Entries taken from a collection

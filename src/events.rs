use crate::config::Config;
use std::io;
use std::sync::mpsc;
use std::thread;

use unsegen::input::Input;

pub enum Event {
    Input(Input),
    Update,
}

/// Fans stdin input and a periodic update tick into one channel.
pub struct Dispatcher {
    rx: mpsc::Receiver<Event>,
    _input_handle: thread::JoinHandle<()>,
    _update_handle: thread::JoinHandle<()>,
}

impl Dispatcher {
    pub fn from_config(config: &Config) -> Dispatcher {
        let tick_rate = config.tick_rate();
        let (tx, rx) = mpsc::channel();

        let input_handle = {
            let tx = tx.clone();
            thread::spawn(move || {
                let stdin = io::stdin();
                let stdin = stdin.lock();
                for event in Input::read_all(stdin) {
                    match event {
                        Ok(input) => {
                            if tx.send(Event::Input(input)).is_err() {
                                return;
                            }
                        }
                        Err(_) => {}
                    }
                }
            })
        };

        let update_handle = {
            thread::spawn(move || loop {
                if tx.send(Event::Update).is_err() {
                    return;
                }
                thread::sleep(tick_rate);
            })
        };

        Dispatcher {
            rx,
            _input_handle: input_handle,
            _update_handle: update_handle,
        }
    }

    pub fn next(&self) -> Result<Event, mpsc::RecvError> {
        self.rx.recv()
    }
}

WHAT YOU NEED TO DO ▸ An exact copy of every entry is the expected result.

WRITTEN SOLUTION ▸
filename src/events.rs
use crate::config::Config;
use std::io;
use std::sync::mpsc;
use std::thread;

use unsegen::input::Input;

pub enum Event {
    Input(Input),
    Update,
}

/// Fans stdin input and a periodic update tick into one channel.
pub struct Dispatcher {
    rx: mpsc::Receiver<Event>,
    _input_handle: thread::JoinHandle<()>,
    _update_handle: thread::JoinHandle<()>,
}

impl Dispatcher {
    pub fn from_config(config: &Config) -> Dispatcher {
        let tick_rate = config.tick_rate();
        let (tx, rx) = mpsc::channel();

        let input_handle = {
            let tx = tx.clone();
            thread::spawn(move || {
                let stdin = io::stdin();
                let stdin = stdin.lock();
                for event in Input::read_all(stdin) {
                    match event {
                        Ok(input) => {
                            if tx.send(Event::Input(input)).is_err() {
                                return;
                            }
                        }
                        Err(_) => {}
                    }
                }
            })
        };

        let update_handle = {
            thread::spawn(move || loop {
                if tx.send(Event::Update).is_err() {
                    return;
                }
                thread::sleep(tick_rate);
            })
        };

        Dispatcher {
            rx,
            _input_handle: input_handle,
            _update_handle: update_handle,
        }
    }

    pub fn next(&self) -> Result<Event, mpsc::RecvError> {
        self.rx.recv()
    }
}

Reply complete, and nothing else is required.